March, 2009 — Prague, Czech Republic
I’ve been making a lot of wishes lately. I think it’s something that happens when you travel—traveling brings out the magic that all of us had previously forgotten. Standing at the gates of a new city, you can’t help but want to make a wish: maybe to not forget, maybe for someone you wish was there, maybe for yourself and your own adventure. And nothing is a cheaper thrill than throwing a penny into a fountain.
I have thrown pennies into fountains in Riga. In Galway. In London. Today I am in Prague, sitting in a café, resting my feet after a two hour long walking tour over the fiercely cobbled streets. I am in a wishful mood.
Prague is an amazing city. An old city. Older than Riga, and I certainly was impressed by Riga’s age. More amazing that it’s age alone is the fact that it is still so much intact. This is due to the fact that Hitler decided that he liked this place, and therefore avoided exploiting and/or exploding it through his years of power. Never thought I’d be saying “Thanks Adolf,” but there it is. Prague is full of bars and pizzerias, flags draped in so many paned windows, yellow walls that spurt turrets in the most unlikely places, like strange stone fountains. We walked all through the Old City today, winding our way through the packs of tourists to watch the Astrological Clock chime 4 o clock, the golden rooster’s caw almost amusing. We crossed to the bank of the river and watched the sun explode into the clouds over Prague Castle. We wound our way through the Jewish Quarter, where a cemetery the size of a suburban backyard holds the remains of over twelve thousand Jews, buried more than ten caskets deep in some parts. And finally, we walked across the bridge that separates the Old City from the area that previously was reserved solely for nobles and royals.
This bridge is not terribly wide, and was built in the year 1000—a fact that boggles my mind. (Eddie Izzard, the renown British comedian, once quoted: “I’m from Europe…where the history comes from.” You go to cities like Prague and realize just how new America is in the grand scheme of things.) The bridge is bedecked with huge statues of stone saints every ten feet or so. Some are benevolent, and smile. Others gaze down in stern warning, their granite faces grim. The one that is best known, however, is the statue that leaps out halfway over the bridge.

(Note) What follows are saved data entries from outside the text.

//! Write side: saving rules and items with their definition checks.

use tracing::info;

use forgeprice_core::{PricingError, PricingResult};

use crate::formula::FormulaEvaluator;
use crate::item::{PricingItem, validate_item};
use crate::overlap::validate_rule;
use crate::rule::PricingRule;
use crate::store::{ItemStore, RuleStore};

/// Creates and updates pricing rules.
pub struct RuleDefinitions<R> {
    store: R,
    formulas: FormulaEvaluator,
}

impl<R: RuleStore> RuleDefinitions<R> {
    pub fn new(store: R) -> Self {
        Self {
            store,
            formulas: FormulaEvaluator::default(),
        }
    }

    /// Validate and persist `rule` (insert, or update when its id exists).
    ///
    /// Nothing is written when any check fails.
    pub fn save(&self, rule: PricingRule) -> PricingResult<PricingRule> {
        if let Some(code) = rule.formula() {
            self.formulas.compile(code).map_err(|err| {
                PricingError::validation(format!("Formula code is invalid: {err}"))
            })?;
        }

        let saved = self.store.save_checked(rule, &validate_rule)?;
        info!(item = %saved.item, rule = %saved.id, "pricing rule saved");
        Ok(saved)
    }
}

/// Creates and updates priced items.
pub struct ItemRegistry<I> {
    store: I,
}

impl<I: ItemStore> ItemRegistry<I> {
    pub fn new(store: I) -> Self {
        Self { store }
    }

    pub fn save(&self, item: PricingItem) -> PricingResult<PricingItem> {
        let saved = self.store.save_checked(item, &validate_item)?;
        info!(item = %saved.id, name = %saved.item_name, "pricing item saved");
        Ok(saved)
    }
}
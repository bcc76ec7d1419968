//! Injected per-rule calculations.
//!
//! Formula code is a small assignment language evaluated in a fresh scope per
//! call. It can read `width`, `height`, `area` and `base_total`, may set
//! `total` and `breakdown_lines`, and has no access to anything else: no host
//! state, no I/O, and a bounded number of evaluation steps.
//!
//! ```text
//! # 10% surcharge on large jobs
//! surcharge = if(area > 100000, base_total * 0.1, 0)
//! total = round(base_total + surcharge, 2)
//! breakdown_lines = ["Surcharge: " + surcharge]
//! ```

mod interp;
mod lexer;
mod parser;

use thiserror::Error;
use tracing::debug;

use forgeprice_core::{PricingError, PricingResult};

pub use parser::{Program, parse};

pub const DEFAULT_STEP_LIMIT: usize = 10_000;

#[derive(Debug, Error, Clone, PartialEq)]
pub enum FormulaError {
    #[error("line {line}: {message}")]
    Syntax { line: usize, message: String },

    #[error("line {line}: {message}")]
    Runtime { line: usize, message: String },

    #[error("step limit of {0} exceeded")]
    StepLimit(usize),
}

impl FormulaError {
    pub(crate) fn syntax(line: usize, message: impl Into<String>) -> Self {
        Self::Syntax {
            line,
            message: message.into(),
        }
    }

    pub(crate) fn runtime(line: usize, message: impl Into<String>) -> Self {
        Self::Runtime {
            line,
            message: message.into(),
        }
    }
}

/// Read-only inputs visible to formula code.
#[derive(Debug, Clone, Copy, PartialEq)]
pub struct FormulaContext {
    pub width: f64,
    pub height: f64,
    pub area: f64,
    pub base_total: f64,
}

#[derive(Debug, Clone, PartialEq)]
pub struct FormulaOutcome {
    /// `total` as set by the code, or `base_total` when it was left unset.
    pub total: f64,
    pub breakdown_lines: Vec<String>,
}

#[derive(Debug, Clone, Copy, PartialEq, Eq)]
pub struct FormulaEvaluator {
    step_limit: usize,
}

impl Default for FormulaEvaluator {
    fn default() -> Self {
        Self::new(DEFAULT_STEP_LIMIT)
    }
}

impl FormulaEvaluator {
    pub fn new(step_limit: usize) -> Self {
        Self { step_limit }
    }

    pub fn step_limit(&self) -> usize {
        self.step_limit
    }

    /// Parse without running; used to reject broken code when a rule is saved.
    pub fn compile(&self, code: &str) -> Result<Program, FormulaError> {
        parse(code)
    }

    pub fn run(&self, program: &Program, context: &FormulaContext) -> Result<FormulaOutcome, FormulaError> {
        let mut interpreter = interp::Interpreter::new(context, self.step_limit);
        let outcome = interpreter.run(program);
        debug!(steps = interpreter.steps(), ok = outcome.is_ok(), "formula evaluated");
        outcome
    }

    /// Parse and run `code` for the rule named `rule`.
    pub fn evaluate(&self, rule: &str, code: &str, context: &FormulaContext) -> PricingResult<FormulaOutcome> {
        self.compile(code)
            .and_then(|program| self.run(&program, context))
            .map_err(|err| PricingError::evaluation(rule, err.to_string()))
    }
}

The statue is highly patina-d, and haloed with three gold stars that hover just above his pained face. He is St. John Nepomuk, the patron saint of Bohemia. The myths about the 14th-century martyr say that this priest of Czech king Wenceslas IV refused to divulge a secret told to him by the king’s wife, and was thrown off Charles bridge to his death as punishment. Small plaques at the base of his statue have been worn from bronze to gold with the rubbing of many fingers, with the idea of good luck behind the fingering. We peel off our gloves and run our hands over the raised embellishments on the plaque, wearing the old metal down even further. The metal is warm to the touch, a fact that surprises me. I linger for a second, the tips of my fingers resting on the surface.
I’ve been in need of good luck recently. I’ve spent a lot of pennies on the hope that things will soon settle down, in all aspects of my life. Spent a lot of time staring up at the skies too, willing one of them catch the wishes I throw at them. I look into the face of St. John and wonder if he actually works. If he’ll be the one to grant me the calm I’ve been searching for. I ask for a bit of luck, and remove my fingers.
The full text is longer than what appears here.